___ RECORDS TO PROCESS ___
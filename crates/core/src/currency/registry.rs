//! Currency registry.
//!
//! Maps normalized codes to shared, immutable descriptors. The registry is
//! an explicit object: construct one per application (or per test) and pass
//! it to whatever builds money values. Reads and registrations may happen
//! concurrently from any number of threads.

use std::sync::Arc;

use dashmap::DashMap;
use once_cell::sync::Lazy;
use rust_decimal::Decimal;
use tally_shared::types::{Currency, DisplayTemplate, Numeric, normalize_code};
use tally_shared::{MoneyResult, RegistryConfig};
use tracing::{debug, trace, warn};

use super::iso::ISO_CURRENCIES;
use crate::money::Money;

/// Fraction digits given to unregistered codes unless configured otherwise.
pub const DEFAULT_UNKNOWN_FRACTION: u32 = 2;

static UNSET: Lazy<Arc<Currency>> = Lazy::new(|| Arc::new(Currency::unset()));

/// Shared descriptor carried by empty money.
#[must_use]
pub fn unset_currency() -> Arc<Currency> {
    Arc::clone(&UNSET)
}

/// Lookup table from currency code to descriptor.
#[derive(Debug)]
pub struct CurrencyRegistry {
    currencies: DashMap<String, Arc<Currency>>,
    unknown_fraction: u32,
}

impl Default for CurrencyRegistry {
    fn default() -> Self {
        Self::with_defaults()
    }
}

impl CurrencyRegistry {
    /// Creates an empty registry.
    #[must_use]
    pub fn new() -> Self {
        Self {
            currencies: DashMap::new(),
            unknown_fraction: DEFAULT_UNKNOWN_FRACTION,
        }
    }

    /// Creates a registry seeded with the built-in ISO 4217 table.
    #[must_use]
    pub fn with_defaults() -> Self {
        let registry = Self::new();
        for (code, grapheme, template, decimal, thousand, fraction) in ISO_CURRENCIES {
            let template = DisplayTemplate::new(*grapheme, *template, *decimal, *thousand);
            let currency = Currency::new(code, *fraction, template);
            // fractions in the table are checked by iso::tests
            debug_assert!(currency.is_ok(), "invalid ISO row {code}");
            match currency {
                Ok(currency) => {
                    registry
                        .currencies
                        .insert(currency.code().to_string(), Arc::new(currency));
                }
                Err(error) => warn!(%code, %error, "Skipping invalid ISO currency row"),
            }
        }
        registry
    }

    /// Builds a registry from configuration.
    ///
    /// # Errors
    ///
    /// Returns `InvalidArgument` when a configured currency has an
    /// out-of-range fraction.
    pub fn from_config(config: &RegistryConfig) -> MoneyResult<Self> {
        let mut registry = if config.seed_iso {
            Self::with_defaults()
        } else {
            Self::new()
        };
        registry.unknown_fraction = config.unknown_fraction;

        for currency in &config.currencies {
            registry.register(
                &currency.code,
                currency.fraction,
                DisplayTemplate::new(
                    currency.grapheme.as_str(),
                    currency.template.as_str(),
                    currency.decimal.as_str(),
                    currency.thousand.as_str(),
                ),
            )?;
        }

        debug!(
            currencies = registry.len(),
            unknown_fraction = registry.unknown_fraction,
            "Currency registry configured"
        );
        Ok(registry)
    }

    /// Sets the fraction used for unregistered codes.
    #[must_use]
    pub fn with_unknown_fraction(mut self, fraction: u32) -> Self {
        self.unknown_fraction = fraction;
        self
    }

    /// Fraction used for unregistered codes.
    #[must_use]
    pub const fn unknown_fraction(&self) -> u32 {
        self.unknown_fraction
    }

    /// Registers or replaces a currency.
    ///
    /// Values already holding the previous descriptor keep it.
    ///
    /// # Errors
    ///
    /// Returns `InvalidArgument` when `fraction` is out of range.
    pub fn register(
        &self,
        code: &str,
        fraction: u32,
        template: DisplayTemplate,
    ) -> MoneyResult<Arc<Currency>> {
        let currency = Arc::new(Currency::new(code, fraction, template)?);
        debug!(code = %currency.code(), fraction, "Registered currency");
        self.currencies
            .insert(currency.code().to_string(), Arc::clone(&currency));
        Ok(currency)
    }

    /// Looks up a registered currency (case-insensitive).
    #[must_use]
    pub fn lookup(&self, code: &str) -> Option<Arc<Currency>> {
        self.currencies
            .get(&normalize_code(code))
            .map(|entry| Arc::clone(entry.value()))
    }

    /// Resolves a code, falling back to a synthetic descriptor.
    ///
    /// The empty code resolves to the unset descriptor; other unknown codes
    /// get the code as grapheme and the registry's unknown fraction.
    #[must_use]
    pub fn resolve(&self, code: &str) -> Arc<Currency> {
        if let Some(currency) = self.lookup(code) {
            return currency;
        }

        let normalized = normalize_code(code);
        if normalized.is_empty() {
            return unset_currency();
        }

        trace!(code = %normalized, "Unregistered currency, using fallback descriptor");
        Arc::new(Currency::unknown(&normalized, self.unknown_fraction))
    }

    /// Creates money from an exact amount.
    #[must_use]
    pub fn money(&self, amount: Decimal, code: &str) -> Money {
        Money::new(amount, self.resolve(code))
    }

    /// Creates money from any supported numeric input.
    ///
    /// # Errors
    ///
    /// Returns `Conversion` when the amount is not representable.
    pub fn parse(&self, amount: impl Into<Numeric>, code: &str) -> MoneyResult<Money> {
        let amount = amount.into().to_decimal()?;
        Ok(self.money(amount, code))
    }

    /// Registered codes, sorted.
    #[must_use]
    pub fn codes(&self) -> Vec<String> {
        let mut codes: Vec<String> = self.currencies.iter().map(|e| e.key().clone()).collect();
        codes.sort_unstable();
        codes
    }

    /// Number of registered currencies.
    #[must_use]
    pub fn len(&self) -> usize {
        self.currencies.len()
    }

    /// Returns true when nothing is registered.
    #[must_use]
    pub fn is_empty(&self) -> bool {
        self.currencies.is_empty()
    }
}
___
Where the listing above reaches the line that contains "pub const DEFAULT_UNKNOWN_FRACTION: u32 = 2;", start retyping, and finish with the line that contains "let registry = Self::new();"; reproduce those lines exactly and no others.

REPLY TO THE EXERCISE:
pub const DEFAULT_UNKNOWN_FRACTION: u32 = 2;

static UNSET: Lazy<Arc<Currency>> = Lazy::new(|| Arc::new(Currency::unset()));

/// Shared descriptor carried by empty money.
#[must_use]
pub fn unset_currency() -> Arc<Currency> {
    Arc::clone(&UNSET)
}

/// Lookup table from currency code to descriptor.
#[derive(Debug)]
pub struct CurrencyRegistry {
    currencies: DashMap<String, Arc<Currency>>,
    unknown_fraction: u32,
}

impl Default for CurrencyRegistry {
    fn default() -> Self {
        Self::with_defaults()
    }
}

impl CurrencyRegistry {
    /// Creates an empty registry.
    #[must_use]
    pub fn new() -> Self {
        Self {
            currencies: DashMap::new(),
            unknown_fraction: DEFAULT_UNKNOWN_FRACTION,
        }
    }

    /// Creates a registry seeded with the built-in ISO 4217 table.
    #[must_use]
    pub fn with_defaults() -> Self {
        let registry = Self::new();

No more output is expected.